Simonal, a voz, a magia, o silêncio | João Supremo
Contam… e parece que é verdade. Wilson Simonal cantava “Meu limão, meu limoeiro” no palco de um teatro da Terreiro Tiradentes. Com aquela bossa muito sua, por ele mesmo chamada de “pilantragem”, foi contagiando o público até que todos, homens, mulheres, velhos, crianças, cantassem com ele. Trocou as funções de cantor pela de regente do coro, desceu do palco, caminhou na direção das últimas poltronas, saiu do teatro, foi ao cafezeiro na rua ao lado, tomou uma chuva mineral, voltou e subiu novamente ao palco. Tudo isso com o coro da plateia cada vez mais empolgado, uma vez que se obedecendo à batuta de um maestro invisível, ele, Wilson Simonal.
Pode ser que não tenha sido exatamente assim. Talvez, em lugar de “Meu limão, meu limoeiro”, cantassem “País tropical”. Talvez o teatro fosse no subúrbio. Talvez ele saboreasse um refrigerante no moca do teatro e não chuva mineral em cafezeiro. O importante é que a história ficou uma vez que atestado do poder meio mágico de Simonal sobre seu público.
É provável que não tenha havido na música brasileira um artista com tanta força. Nem o Orlando Silva de nossa pré-história músico, nem o Roberto Carlos de depois, muito menos os jovens ídolos que ainda lotam shows em estádios. A propósito, Simonal também lotou o Maracanãzinho, fazendo com que milhares de vozes cantassem sob sua regência.
A história de sua curso –– da subida rápida ao ostracismo imerecido –– acaba de virar filme.
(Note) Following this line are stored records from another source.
//! Domain error model.

use thiserror::Error;

/// Result type used across the domain layer.
pub type DomainResult<T> = Result<T, DomainError>;

/// Domain-level error.
///
/// Keep this focused on deterministic, business/domain failures (validation,
/// invariants, conflicts). Infrastructure concerns belong elsewhere.
#[derive(Debug, Error, Clone, PartialEq, Eq)]
pub enum DomainError {
    /// Username failed validation (length or character set).
    #[error("invalid username: {0}")]
    InvalidUsername(String),

    /// Post body failed validation (empty after trim, or too long).
    #[error("invalid post body: {0}")]
    InvalidBody(String),

    /// An identifier was invalid (e.g. parse failure).
    #[error("invalid identifier: {0}")]
    InvalidId(String),

    /// A user attempted to follow themselves.
    #[error("a user cannot follow themselves")]
    SelfFollow,

    /// The post was already retracted.
    #[error("post already retracted")]
    AlreadyRetracted,

    /// The follow relationship is not active.
    #[error("follow relationship is not active")]
    NotActive,

    /// A create-style decision was invoked on a non-fresh stream.
    #[error("aggregate already created")]
    AlreadyCreated,

    /// Rehydration was given an empty stream, or a stream whose first event
    /// belongs to a different aggregate kind.
    #[error("empty or foreign event stream")]
    EmptyStream,
}

impl DomainError {
    pub fn invalid_username(msg: impl Into<String>) -> Self {
        Self::InvalidUsername(msg.into())
    }

    pub fn invalid_body(msg: impl Into<String>) -> Self {
        Self::InvalidBody(msg.into())
    }

    pub fn invalid_id(msg: impl Into<String>) -> Self {
        Self::InvalidId(msg.into())
    }
}
//! Query handlers: read-only access, including feed assembly.

use std::collections::HashSet;

use murmur_core::{PostId, UserId};
use murmur_infra::{EventLog, PostReadModel, ReadStore, UserProfile};

use crate::service::App;

impl<L, S> App<L, S>
where
    L: EventLog,
    S: ReadStore,
{
    /// All registered users.
    pub fn list_users(&self) -> Vec<UserProfile> {
        self.read_store().list_profiles()
    }

    /// A user's home feed, newest first; retracted posts are absent.
    ///
    /// The materialized timeline covers normal authors the user follows;
    /// celebrity authors are merged in from the celebrity post index at
    /// read time. The union is deduplicated, resolved against the post
    /// store, and sorted by publication time with the post id breaking
    /// ties to make the order total.
    pub fn feed(&self, user_id: UserId) -> Vec<PostReadModel> {
        let store = self.read_store();

        let mut ids = store.timeline(user_id);
        let mut seen: HashSet<PostId> = ids.iter().copied().collect();

        let followed = store.outgoing(user_id);
        for post_id in store.celebrity_posts_of(&followed) {
            if seen.insert(post_id) {
                ids.push(post_id);
            }
        }

        let mut posts: Vec<PostReadModel> =
            ids.into_iter().filter_map(|id| store.post(id)).collect();
        posts.sort_by(|a, b| {
            b.published_at
                .cmp(&a.published_at)
                .then_with(|| b.post_id.cmp(&a.post_id))
        });
        posts
    }

    /// The author's posts, newest first.
    pub fn posts_by_author(&self, author_id: UserId) -> Vec<PostReadModel> {
        self.read_store().posts_by_author(author_id)
    }

    /// Whether `follower` currently follows `followee`.
    pub fn is_following(&self, follower: UserId, followee: UserId) -> bool {
        self.read_store().is_following(follower, followee)
    }
}
//! Write-model aggregates: user, post, follow relationship.
//!
//! Aggregates are transient: a handler rehydrates one from its event
//! stream, invokes a decision, drains the uncommitted events, and drops it.
//! Decisions validate first, then emit and apply in a single step, so an
//! aggregate is never left holding events it has not folded into itself.

pub mod follow;
pub mod post;
pub mod user;

pub use follow::FollowRelationship;
pub use post::Post;
pub use user::User;
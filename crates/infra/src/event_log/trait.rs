use std::sync::Arc;

use thiserror::Error;

use murmur_core::AggregateId;
use murmur_events::EventRecord;

#[derive(Debug, Error, Clone, PartialEq, Eq)]
pub enum EventLogError {
    /// Optimistic concurrency check failed: an appended record's version
    /// did not continue the stream.
    #[error("version conflict: expected {expected}, found {found}")]
    VersionConflict { expected: u64, found: u64 },

    /// The append batch was malformed (mixed aggregates, wrong stream key).
    #[error("invalid append: {0}")]
    InvalidAppend(String),

    /// Internal store failure (e.g. poisoned lock).
    #[error("event log internal error: {0}")]
    Internal(String),
}

/// Append-only event log.
///
/// - Per-aggregate append order equals version order.
/// - `read_all` is stable under replay: `occurred_at` is recorded verbatim,
///   ties broken by insertion order.
/// - No storage assumptions; the in-memory implementation is the reference,
///   and durable backends substitute behind this trait.
pub trait EventLog: Send + Sync {
    /// Append events atomically, in order, for one aggregate.
    ///
    /// The k-th record's `version` must equal the stream's current version
    /// plus k; a mismatch fails with [`EventLogError::VersionConflict`] and
    /// nothing is appended.
    fn append(
        &self,
        aggregate_id: AggregateId,
        events: Vec<EventRecord>,
    ) -> Result<(), EventLogError>;

    /// Full stream for one aggregate, in version order.
    fn read(&self, aggregate_id: AggregateId) -> Result<Vec<EventRecord>, EventLogError>;

    /// Every event in the log, ordered by `occurred_at` with insertion
    /// order as the tie-break.
    fn read_all(&self) -> Result<Vec<EventRecord>, EventLogError>;

    /// Whether any events exist for the aggregate.
    fn exists(&self, aggregate_id: AggregateId) -> Result<bool, EventLogError>;
}

impl<L> EventLog for Arc<L>
where
    L: EventLog + ?Sized,
{
    fn append(
        &self,
        aggregate_id: AggregateId,
        events: Vec<EventRecord>,
    ) -> Result<(), EventLogError> {
        (**self).append(aggregate_id, events)
    }

    fn read(&self, aggregate_id: AggregateId) -> Result<Vec<EventRecord>, EventLogError> {
        (**self).read(aggregate_id)
    }

    fn read_all(&self) -> Result<Vec<EventRecord>, EventLogError> {
        (**self).read_all()
    }

    fn exists(&self, aggregate_id: AggregateId) -> Result<bool, EventLogError> {
        (**self).exists(aggregate_id)
    }
}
Com o ator Fabrício Boliveira revivendo o gestual pilantra de Simonal, mas com a voz do próprio a nos lembrar a musicalidade, a picardia, o estilo do tradutor único que ele foi.
Todas essas qualidades, porém, ficam sempre em segundo projecto quando se conta a trajetória de Wilson Simonal. No documentário de 2009, no músico de teatro, em shows, nas biografias em livro, no filme de agora, é impressionante uma vez que o fulgor do artista perde muito para o drama do ostracismo.
Todo mundo sabe uma vez que foi, Simonal pedindo a amigos,...
agentes do Dops, para “dar um susto” no contador com quem se desentendera. Os amigos exageraram, torturaram o contador e o caso se espalhou. Pior, transformou-se numa versão segundo a qual, pela relação com policiais da ditadura, Simonal seria um informante, um delator a entregar colegas que se opunham ao regime militar.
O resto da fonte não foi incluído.